[Stored data entries]

╔══

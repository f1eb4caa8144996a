//! ONNX Runtime backend for segmentation models
//!
//! Native ONNX Runtime through `ort`, with optional CUDA acceleration.

use crate::config::{EditorConfig, ExecutionProvider};
use crate::error::{PhotoEditError, Result};
use crate::inference::InferenceBackend;
use crate::models::{ModelInfo, ModelManager, PreprocessingConfig};
use instant::{Duration, Instant};
use ndarray::Array4;
use ort::execution_providers::{CUDAExecutionProvider, ExecutionProvider as OrtExecutionProvider};
use ort::session::{builder::GraphOptimizationLevel, builder::SessionBuilder, Session};
use ort::value::Value;

/// ONNX Runtime backend for running segmentation models
#[derive(Debug, Default)]
pub struct OnnxBackend {
    session: Option<Session>,
    model_manager: Option<ModelManager>,
}

impl OnnxBackend {
    /// List ONNX Runtime execution providers with availability status and descriptions
    #[must_use]
    pub fn list_providers() -> Vec<(String, bool, String)> {
        let cuda_available =
            OrtExecutionProvider::is_available(&CUDAExecutionProvider::default()).unwrap_or(false);
        log::debug!("CUDA execution provider available: {cuda_available}");

        vec![
            (
                "auto".to_string(),
                true,
                "CUDA when available, otherwise CPU".to_string(),
            ),
            (
                "cpu".to_string(),
                true,
                "Always available, uses CPU for inference".to_string(),
            ),
            (
                "cuda".to_string(),
                cuda_available,
                "NVIDIA GPU acceleration (requires CUDA toolkit and compatible GPU)".to_string(),
            ),
        ]
    }

    /// Create a new uninitialized ONNX backend
    #[must_use]
    pub fn new() -> Self {
        Self::default()
    }

    /// Create a new ONNX backend with a specific model manager
    #[must_use]
    pub fn with_model_manager(model_manager: ModelManager) -> Self {
        Self {
            session: None,
            model_manager: Some(model_manager),
        }
    }

    fn configure_providers(builder: SessionBuilder, provider: ExecutionProvider) -> Result<SessionBuilder> {
        let cuda = CUDAExecutionProvider::default();
        let cuda_available = OrtExecutionProvider::is_available(&cuda).unwrap_or(false);

        match provider {
            ExecutionProvider::Cpu => {
                log::info!("Using CPU execution provider");
                Ok(builder)
            },
            ExecutionProvider::Auto | ExecutionProvider::Cuda if cuda_available => {
                log::info!("Using CUDA execution provider");
                builder
                    .with_execution_providers([cuda.build()])
                    .map_err(|e| {
                        PhotoEditError::inference(format!("Failed to set CUDA execution provider: {e}"))
                    })
            },
            ExecutionProvider::Cuda => {
                log::warn!("CUDA execution provider requested but not available, falling back to CPU");
                Ok(builder)
            },
            ExecutionProvider::Auto => {
                log::info!("No hardware acceleration available, using CPU");
                Ok(builder)
            },
        }
    }

    fn load_model(&mut self, config: &EditorConfig) -> Result<Duration> {
        let model_load_start = Instant::now();

        if self.model_manager.is_none() {
            self.model_manager = Some(ModelManager::from_spec(&config.model_spec)?);
        }
        let Some(model_manager) = self.model_manager.as_ref() else {
            return Err(PhotoEditError::model("No model manager available for ONNX backend"));
        };
        let model_data = model_manager.load_model()?;

        let session_builder = Session::builder()
            .map_err(|e| PhotoEditError::inference(format!("Failed to create session builder: {e}")))?
            .with_optimization_level(GraphOptimizationLevel::Level3)
            .map_err(|e| PhotoEditError::inference(format!("Failed to set optimization level: {e}")))?;
        let session_builder = Self::configure_providers(session_builder, config.execution_provider)?;

        let intra_threads = if config.intra_threads > 0 {
            config.intra_threads
        } else {
            std::thread::available_parallelism()
                .map(std::num::NonZeroUsize::get)
                .unwrap_or(4)
        };

        let session = session_builder
            .with_intra_threads(intra_threads)
            .map_err(|e| PhotoEditError::inference(format!("Failed to set intra threads: {e}")))?
            .commit_from_memory(&model_data)
            .map_err(|e| PhotoEditError::model(format!("Failed to create session from model data: {e}")))?;

        self.session = Some(session);

        let model_load_time = model_load_start.elapsed();
        log::info!(
            "ONNX Runtime backend initialized in {}ms ({intra_threads} intra-op threads)",
            model_load_time.as_millis()
        );
        Ok(model_load_time)
    }
}

impl InferenceBackend for OnnxBackend {
    fn initialize(&mut self, config: &EditorConfig) -> Result<Option<Duration>> {
        if self.session.is_some() {
            return Ok(None);
        }
        self.load_model(config).map(Some)
    }

    fn infer(&mut self, input: &Array4<f32>) -> Result<Array4<f32>> {
        let session = self
            .session
            .as_mut()
            .ok_or_else(|| PhotoEditError::inference("ONNX session not initialized"))?;

        let inference_start = Instant::now();
        log::debug!("Running ONNX inference on {:?}", input.dim());

        let input_value = Value::from_array(input.clone())
            .map_err(|e| PhotoEditError::inference(format!("Failed to convert input tensor: {e}")))?;

        let outputs = session
            .run(ort::inputs![input_value])
            .map_err(|e| PhotoEditError::inference(format!("ONNX inference failed: {e}")))?;

        if outputs.len() == 0 {
            return Err(PhotoEditError::inference("No output tensors found"));
        }
        let output_tensor = outputs[0]
            .try_extract_array::<f32>()
            .map_err(|e| PhotoEditError::inference(format!("Failed to extract output tensor: {e}")))?;

        let &[batch, channels, height, width] = output_tensor.shape() else {
            return Err(PhotoEditError::inference(format!(
                "Expected 4D output tensor, got shape {:?}",
                output_tensor.shape()
            )));
        };

        let output_array = Array4::from_shape_vec(
            (batch, channels, height, width),
            output_tensor.iter().copied().collect(),
        )
        .map_err(|e| PhotoEditError::inference(format!("Failed to reshape output tensor: {e}")))?;

        log::debug!(
            "ONNX inference completed in {}ms",
            inference_start.elapsed().as_millis()
        );
        Ok(output_array)
    }

    fn input_shape(&self) -> (usize, usize, usize, usize) {
        self.model_manager
            .as_ref()
            .and_then(|manager| manager.get_info().ok())
            .map_or((1, 3, 320, 320), |info| info.input_shape)
    }

    fn output_shape(&self) -> (usize, usize, usize, usize) {
        self.model_manager
            .as_ref()
            .and_then(|manager| manager.get_info().ok())
            .map_or((1, 1, 320, 320), |info| info.output_shape)
    }

    fn get_preprocessing_config(&self) -> Result<PreprocessingConfig> {
        self.model_manager
            .as_ref()
            .ok_or_else(|| PhotoEditError::internal("Model manager not initialized"))?
            .get_preprocessing_config()
    }

    fn get_model_info(&self) -> Result<ModelInfo> {
        self.model_manager
            .as_ref()
            .ok_or_else(|| PhotoEditError::internal("Model manager not initialized"))?
            .get_info()
    }

    fn is_initialized(&self) -> bool {
        self.session.is_some()
    }

    fn name(&self) -> String {
        self.model_manager
            .as_ref()
            .and_then(|manager| manager.get_info().ok())
            .map_or_else(|| "onnx".to_string(), |info| format!("onnx:{}", info.name))
    }
}
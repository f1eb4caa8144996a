//! Upload decoding and artifact writing
//!
//! Uploads arrive as named byte buffers. This service turns them into
//! `SourceImage`s and writes artifacts back out, keeping filesystem access
//! out of the editing logic.

use crate::{
    error::{PhotoEditError, Result},
    types::{Artifact, SourceImage},
};
use image::{GrayImage, ImageFormat};
use std::path::Path;

/// Upload extensions accepted by both upload slots
pub const SUPPORTED_EXTENSIONS: [&str; 3] = ["png", "jpg", "jpeg"];

/// Service for handling image file input/output operations
pub struct ImageIOService;

impl ImageIOService {
    /// Check if a file path has a supported upload extension
    ///
    /// # Examples
    /// ```rust
    /// use magic_photo::services::ImageIOService;
    ///
    /// assert!(ImageIOService::is_supported_format("cat.JPG"));
    /// assert!(!ImageIOService::is_supported_format("cat.webp"));
    /// ```
    pub fn is_supported_format<P: AsRef<Path>>(path: P) -> bool {
        path.as_ref()
            .extension()
            .and_then(|ext| ext.to_str())
            .is_some_and(|ext| SUPPORTED_EXTENSIONS.contains(&ext.to_ascii_lowercase().as_str()))
    }

    /// Decode an uploaded byte buffer
    ///
    /// The file name is checked against the accepted extensions when it has
    /// one; the content itself must sniff as PNG or JPEG either way.
    ///
    /// # Errors
    /// - `UnsupportedFormat` for other extensions or other content types
    /// - `Decode` for empty or corrupt data
    pub fn decode_upload(bytes: &[u8], file_name: &str) -> Result<SourceImage> {
        let has_extension = Path::new(file_name).extension().is_some();
        if has_extension && !Self::is_supported_format(file_name) {
            return Err(PhotoEditError::unsupported_format(format!(
                "{file_name} (accepted: png, jpg, jpeg)"
            )));
        }

        if bytes.is_empty() {
            return Err(PhotoEditError::decode(format!("{file_name} is empty")));
        }

        let format = image::guess_format(bytes).map_err(|e| {
            PhotoEditError::decode(format!("Cannot recognize image data in {file_name}: {e}"))
        })?;
        if !matches!(format, ImageFormat::Png | ImageFormat::Jpeg) {
            return Err(PhotoEditError::unsupported_format(format!(
                "{file_name} contains {format:?} data (accepted: png, jpg, jpeg)"
            )));
        }

        let image = image::load_from_memory_with_format(bytes, format).map_err(|e| {
            PhotoEditError::decode(format!("Failed to decode {file_name}: {e}"))
        })?;

        if image.width() == 0 || image.height() == 0 {
            return Err(PhotoEditError::decode(format!("{file_name} has zero area")));
        }

        log::debug!(
            "Decoded {file_name}: {}x{} {:?} ({} bytes)",
            image.width(),
            image.height(),
            format,
            bytes.len()
        );

        Ok(SourceImage::new(
            image,
            file_name.to_string(),
            bytes.len(),
            format,
        ))
    }

    /// Read and decode an upload from disk
    ///
    /// # Errors
    /// - File missing or unreadable
    /// - Same decode errors as [`Self::decode_upload`]
    pub fn load_upload<P: AsRef<Path>>(path: P) -> Result<SourceImage> {
        let path = path.as_ref();
        let bytes = std::fs::read(path)
            .map_err(|e| PhotoEditError::file_io_error("read image file", path, &e))?;
        Self::decode_upload(&bytes, &Self::upload_name(path))
    }

    /// Read and decode an upload from disk without blocking the runtime
    ///
    /// # Errors
    /// - File missing or unreadable
    /// - Same decode errors as [`Self::decode_upload`]
    pub async fn load_upload_async<P: AsRef<Path>>(path: P) -> Result<SourceImage> {
        let path = path.as_ref();
        let bytes = tokio::fs::read(path)
            .await
            .map_err(|e| PhotoEditError::file_io_error("read image file", path, &e))?;
        Self::decode_upload(&bytes, &Self::upload_name(path))
    }

    /// Read an upload from any async reader
    ///
    /// # Errors
    /// - Reading the stream fails
    /// - Same decode errors as [`Self::decode_upload`]
    pub async fn load_from_reader<R: tokio::io::AsyncRead + Unpin>(
        mut reader: R,
        file_name: &str,
    ) -> Result<SourceImage> {
        use tokio::io::AsyncReadExt;

        let mut buffer = Vec::new();
        reader.read_to_end(&mut buffer).await?;
        Self::decode_upload(&buffer, file_name)
    }

    /// Load a grayscale mask image from disk (any non-zero pixel is marked)
    ///
    /// # Errors
    /// - File missing or unreadable
    /// - Data is not PNG or JPEG
    pub fn load_mask<P: AsRef<Path>>(path: P) -> Result<GrayImage> {
        Ok(Self::load_upload(path)?.image.to_luma8())
    }

    /// Write an artifact, creating parent directories as needed
    ///
    /// # Errors
    /// - Directory creation or file write fails
    pub fn write_artifact<P: AsRef<Path>>(artifact: &Artifact, path: P) -> Result<()> {
        let path = path.as_ref();
        if let Some(parent) = path.parent().filter(|p| !p.as_os_str().is_empty()) {
            std::fs::create_dir_all(parent)
                .map_err(|e| PhotoEditError::file_io_error("create output directory", parent, &e))?;
        }
        artifact.save(path)
    }

    /// Async variant of [`Self::write_artifact`]
    ///
    /// # Errors
    /// - Directory creation or file write fails
    pub async fn write_artifact_async<P: AsRef<Path>>(artifact: &Artifact, path: P) -> Result<()> {
        let path = path.as_ref();
        if let Some(parent) = path.parent().filter(|p| !p.as_os_str().is_empty()) {
            tokio::fs::create_dir_all(parent)
                .await
                .map_err(|e| PhotoEditError::file_io_error("create output directory", parent, &e))?;
        }
        tokio::fs::write(path, &artifact.bytes)
            .await
            .map_err(|e| PhotoEditError::file_io_error("write artifact", path, &e))
    }

    fn upload_name(path: &Path) -> String {
        path.file_name()
            .map_or_else(|| path.display().to_string(), |n| n.to_string_lossy().into_owned())
    }
}

#[cfg(test)]
mod tests {
    use super::*;
    use image::{DynamicImage, Rgb, RgbImage};
    use std::io::Cursor;
    use tempfile::tempdir;

    fn encoded(format: ImageFormat) -> Vec<u8> {
        let image = DynamicImage::ImageRgb8(RgbImage::from_pixel(8, 6, Rgb([10, 200, 30])));
        let mut bytes = Vec::new();
        image.write_to(&mut Cursor::new(&mut bytes), format).unwrap();
        bytes
    }

    #[test]
    fn test_is_supported_format() {
        assert!(ImageIOService::is_supported_format("test.jpg"));
        assert!(ImageIOService::is_supported_format("test.jpeg"));
        assert!(ImageIOService::is_supported_format("test.PNG"));

        assert!(!ImageIOService::is_supported_format("test.bmp"));
        assert!(!ImageIOService::is_supported_format("test.txt"));
        assert!(!ImageIOService::is_supported_format("test"));
    }

    #[test]
    fn test_decode_png_and_jpeg() {
        let png = ImageIOService::decode_upload(&encoded(ImageFormat::Png), "a.png").unwrap();
        assert_eq!(png.dimensions(), (8, 6));
        assert_eq!(png.format, ImageFormat::Png);

        let jpeg = ImageIOService::decode_upload(&encoded(ImageFormat::Jpeg), "a.jpeg").unwrap();
        assert_eq!(jpeg.dimensions(), (8, 6));
        assert_eq!(jpeg.format, ImageFormat::Jpeg);
        assert_eq!(jpeg.file_name, "a.jpeg");
    }

    #[test]
    fn test_content_is_sniffed_regardless_of_extension() {
        // PNG bytes uploaded under a .jpg name still decode
        let source = ImageIOService::decode_upload(&encoded(ImageFormat::Png), "photo.jpg").unwrap();
        assert_eq!(source.format, ImageFormat::Png);
    }

    #[test]
    fn test_rejects_unsupported_extension() {
        let err = ImageIOService::decode_upload(&encoded(ImageFormat::Png), "photo.gif").unwrap_err();
        assert!(matches!(err, PhotoEditError::UnsupportedFormat(_)));
    }

    #[test]
    fn test_rejects_garbage_and_empty() {
        let err = ImageIOService::decode_upload(b"definitely not an image", "x.png").unwrap_err();
        assert!(matches!(err, PhotoEditError::Decode(_)));

        let err = ImageIOService::decode_upload(&[], "x.png").unwrap_err();
        assert!(matches!(err, PhotoEditError::Decode(_)));
    }

    #[test]
    fn test_rejects_truncated_png() {
        let bytes = encoded(ImageFormat::Png);
        let err = ImageIOService::decode_upload(&bytes[..bytes.len() / 2], "cut.png").unwrap_err();
        assert!(matches!(err, PhotoEditError::Decode(_)));
    }

    #[test]
    fn test_load_nonexistent_file() {
        let err = ImageIOService::load_upload("/nonexistent/photo.png").unwrap_err();
        assert!(err.to_string().contains("read image file"));
    }

    #[test]
    fn test_write_artifact_creates_directory() {
        let dir = tempdir().unwrap();
        let path = dir.path().join("nested").join("no_bg.png");
        let artifact = Artifact::new(encoded(ImageFormat::Png), "no_bg.png", "image/png");

        ImageIOService::write_artifact(&artifact, &path).unwrap();

        let loaded = ImageIOService::load_upload(&path).unwrap();
        assert_eq!(loaded.dimensions(), (8, 6));
        assert_eq!(loaded.file_name, "no_bg.png");
    }

    #[tokio::test]
    async fn test_async_round_trip() {
        let dir = tempdir().unwrap();
        let path = dir.path().join("erased_photo.jpg");
        let artifact = Artifact::new(encoded(ImageFormat::Jpeg), "erased_photo.jpg", "image/jpeg");

        ImageIOService::write_artifact_async(&artifact, &path).await.unwrap();
        let loaded = ImageIOService::load_upload_async(&path).await.unwrap();
        assert_eq!(loaded.dimensions(), (8, 6));
        assert_eq!(loaded.byte_size, artifact.len());
    }

    #[tokio::test]
    async fn test_load_from_reader() {
        let bytes = encoded(ImageFormat::Png);
        let source = ImageIOService::load_from_reader(Cursor::new(bytes), "stream.png")
            .await
            .unwrap();
        assert_eq!(source.dimensions(), (8, 6));
    }
}
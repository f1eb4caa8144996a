//! Segmentation model specification and loading

use crate::error::{PhotoEditError, Result};
use serde::{Deserialize, Serialize};
use std::path::{Path, PathBuf};

/// File name looked up when a model path points at a directory
pub const MODEL_FILE_NAME: &str = "model.onnx";

/// Input preparation parameters for a segmentation model
#[derive(Debug, Clone, PartialEq, Serialize, Deserialize)]
pub struct PreprocessingConfig {
    /// Square model input, `[width, height]`
    pub target_size: [u32; 2],
    /// Per-channel mean subtracted after scaling to 0..=1
    pub normalization_mean: [f32; 3],
    /// Per-channel standard deviation divided by after mean subtraction
    pub normalization_std: [f32; 3],
}

impl Default for PreprocessingConfig {
    /// U2-Net style salient object detection input: 320x320, `ImageNet` statistics
    fn default() -> Self {
        Self {
            target_size: [320, 320],
            normalization_mean: [0.485, 0.456, 0.406],
            normalization_std: [0.229, 0.224, 0.225],
        }
    }
}

impl PreprocessingConfig {
    /// Check the target size and normalization statistics
    ///
    /// # Errors
    /// - Target size is zero or larger than 4096 in either dimension
    /// - A standard deviation is not strictly positive
    pub fn validate(&self) -> Result<()> {
        let [width, height] = self.target_size;
        if width == 0 || height == 0 || width > 4096 || height > 4096 {
            return Err(PhotoEditError::invalid_config(format!(
                "Invalid model input size {width}x{height} (valid range: 1-4096)"
            )));
        }
        if self.normalization_std.iter().any(|s| !s.is_finite() || *s <= 0.0) {
            return Err(PhotoEditError::invalid_config(format!(
                "Normalization std must be positive, got {:?}",
                self.normalization_std
            )));
        }
        if self.normalization_mean.iter().any(|m| !m.is_finite()) {
            return Err(PhotoEditError::invalid_config(format!(
                "Normalization mean must be finite, got {:?}",
                self.normalization_mean
            )));
        }
        Ok(())
    }
}

/// Where the segmentation model lives and how to feed it
#[derive(Debug, Clone, PartialEq, Default, Serialize, Deserialize)]
#[serde(default)]
pub struct ModelSpec {
    /// ONNX file, or a directory holding `model.onnx`
    pub path: Option<PathBuf>,
    pub preprocessing: PreprocessingConfig,
}

impl ModelSpec {
    /// Spec for a model file with the default preprocessing
    pub fn from_path<P: Into<PathBuf>>(path: P) -> Self {
        Self {
            path: Some(path.into()),
            preprocessing: PreprocessingConfig::default(),
        }
    }

    /// Short name for tracing and logging
    #[must_use]
    pub fn display_name(&self) -> String {
        match &self.path {
            Some(path) => format!(
                "external:{}",
                path.file_name().unwrap_or_default().to_string_lossy()
            ),
            None => "unset".to_string(),
        }
    }
}

/// Model information and metadata
#[derive(Debug, Clone)]
pub struct ModelInfo {
    pub name: String,
    pub size_bytes: usize,
    pub input_shape: (usize, usize, usize, usize), // NCHW
    pub output_shape: (usize, usize, usize, usize),
}

/// Model provider trait for loading models
pub trait ModelProvider: std::fmt::Debug {
    /// Load model data as bytes
    ///
    /// # Errors
    /// - Model file not found or inaccessible
    fn load_model_data(&self) -> Result<Vec<u8>>;

    /// Get model information
    ///
    /// # Errors
    /// - Model metadata cannot be determined
    fn get_model_info(&self) -> Result<ModelInfo>;

    /// Get preprocessing configuration
    ///
    /// # Errors
    /// - Preprocessing parameters are invalid
    fn get_preprocessing_config(&self) -> Result<PreprocessingConfig>;

    /// Get the model file path
    ///
    /// # Errors
    /// - Model path not available for this provider type
    fn get_model_path(&self) -> Result<PathBuf>;
}

/// Provider for an ONNX file on the local filesystem
#[derive(Debug)]
pub struct FileModelProvider {
    model_file: PathBuf,
    preprocessing: PreprocessingConfig,
}

impl FileModelProvider {
    /// Resolve a file or directory path to the model file
    ///
    /// # Errors
    /// - Path does not exist
    /// - Directory without a `model.onnx` inside
    /// - Invalid preprocessing parameters
    pub fn new<P: AsRef<Path>>(path: P, preprocessing: PreprocessingConfig) -> Result<Self> {
        let path = path.as_ref();
        if !path.exists() {
            return Err(PhotoEditError::model(format!(
                "Model path does not exist: {}",
                path.display()
            )));
        }

        let model_file = if path.is_dir() {
            let candidate = path.join(MODEL_FILE_NAME);
            if !candidate.is_file() {
                return Err(PhotoEditError::model(format!(
                    "No {MODEL_FILE_NAME} found in model directory: {}",
                    path.display()
                )));
            }
            candidate
        } else {
            path.to_path_buf()
        };

        preprocessing.validate()?;

        Ok(Self {
            model_file,
            preprocessing,
        })
    }
}

impl ModelProvider for FileModelProvider {
    fn load_model_data(&self) -> Result<Vec<u8>> {
        std::fs::read(&self.model_file)
            .map_err(|e| PhotoEditError::file_io_error("read model file", &self.model_file, &e))
    }

    fn get_model_info(&self) -> Result<ModelInfo> {
        let size_bytes = std::fs::metadata(&self.model_file)
            .map_err(|e| PhotoEditError::file_io_error("stat model file", &self.model_file, &e))?
            .len() as usize;
        let [width, height] = self.preprocessing.target_size;
        let (width, height) = (width as usize, height as usize);

        Ok(ModelInfo {
            name: self
                .model_file
                .file_stem()
                .unwrap_or_default()
                .to_string_lossy()
                .into_owned(),
            size_bytes,
            input_shape: (1, 3, height, width),
            output_shape: (1, 1, height, width),
        })
    }

    fn get_preprocessing_config(&self) -> Result<PreprocessingConfig> {
        Ok(self.preprocessing.clone())
    }

    fn get_model_path(&self) -> Result<PathBuf> {
        Ok(self.model_file.clone())
    }
}

/// Model manager for handling the configured model source
#[derive(Debug)]
pub struct ModelManager {
    provider: Box<dyn ModelProvider>,
}

impl ModelManager {
    /// Create a new model manager from a model specification
    ///
    /// # Errors
    /// - No model path configured
    /// - Model path does not exist or has no model file
    pub fn from_spec(spec: &ModelSpec) -> Result<Self> {
        let path = spec.path.as_ref().ok_or_else(|| {
            PhotoEditError::model(
                "No segmentation model configured. Pass --model <PATH> or set model_spec.path in the config file",
            )
        })?;
        let provider = FileModelProvider::new(path, spec.preprocessing.clone())?;
        Ok(Self {
            provider: Box::new(provider),
        })
    }

    /// Load model data
    ///
    /// # Errors
    /// - Model file not found or unreadable
    pub fn load_model(&self) -> Result<Vec<u8>> {
        self.provider.load_model_data()
    }

    /// Get model information
    ///
    /// # Errors
    /// - Model file metadata unavailable
    pub fn get_info(&self) -> Result<ModelInfo> {
        self.provider.get_model_info()
    }

    /// Get preprocessing configuration
    ///
    /// # Errors
    /// - Provider cannot supply preprocessing parameters
    pub fn get_preprocessing_config(&self) -> Result<PreprocessingConfig> {
        self.provider.get_preprocessing_config()
    }

    /// Get the model file path
    ///
    /// # Errors
    /// - Model path not available for this provider type
    pub fn get_model_path(&self) -> Result<PathBuf> {
        self.provider.get_model_path()
    }
}

#[cfg(test)]
mod tests {
    use super::*;

    #[test]
    fn test_default_preprocessing_is_valid() {
        let config = PreprocessingConfig::default();
        assert_eq!(config.target_size, [320, 320]);
        assert!(config.validate().is_ok());
    }

    #[test]
    fn test_preprocessing_validation() {
        let mut config = PreprocessingConfig::default();
        config.target_size = [0, 320];
        assert!(config.validate().is_err());

        let mut config = PreprocessingConfig::default();
        config.normalization_std = [0.229, 0.0, 0.225];
        assert!(config.validate().is_err());

        let mut config = PreprocessingConfig::default();
        config.normalization_mean = [f32::NAN, 0.5, 0.5];
        assert!(config.validate().is_err());
    }

    #[test]
    fn test_manager_requires_model_path() {
        let err = ModelManager::from_spec(&ModelSpec::default()).unwrap_err();
        assert!(err.to_string().contains("No segmentation model configured"));
    }

    #[test]
    fn test_nonexistent_model_path() {
        let err = ModelManager::from_spec(&ModelSpec::from_path("/nonexistent/u2net.onnx"))
            .unwrap_err();
        assert!(err.to_string().contains("does not exist"));
    }

    #[test]
    fn test_directory_without_model_file() {
        let dir = tempfile::tempdir().unwrap();
        let err = FileModelProvider::new(dir.path(), PreprocessingConfig::default()).unwrap_err();
        assert!(err.to_string().contains(MODEL_FILE_NAME));
    }

    #[test]
    fn test_directory_model_resolution_and_info() {
        let dir = tempfile::tempdir().unwrap();
        std::fs::write(dir.path().join(MODEL_FILE_NAME), b"not really onnx").unwrap();

        let manager = ModelManager::from_spec(&ModelSpec::from_path(dir.path())).unwrap();
        assert_eq!(
            manager.get_model_path().unwrap(),
            dir.path().join(MODEL_FILE_NAME)
        );

        let info = manager.get_info().unwrap();
        assert_eq!(info.name, "model");
        assert_eq!(info.size_bytes, 15);
        assert_eq!(info.input_shape, (1, 3, 320, 320));
        assert_eq!(manager.load_model().unwrap(), b"not really onnx");
    }

    #[test]
    fn test_display_name() {
        assert_eq!(ModelSpec::default().display_name(), "unset");
        assert_eq!(
            ModelSpec::from_path("/models/u2net.onnx").display_name(),
            "external:u2net.onnx"
        );
    }
}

╚══

Problem statement. Wherever a line contains the string "Serialize", copy that line from the data.

Worked solution.
use serde::{Deserialize, Serialize};
#[derive(Debug, Clone, PartialEq, Serialize, Deserialize)]
#[derive(Debug, Clone, PartialEq, Default, Serialize, Deserialize)]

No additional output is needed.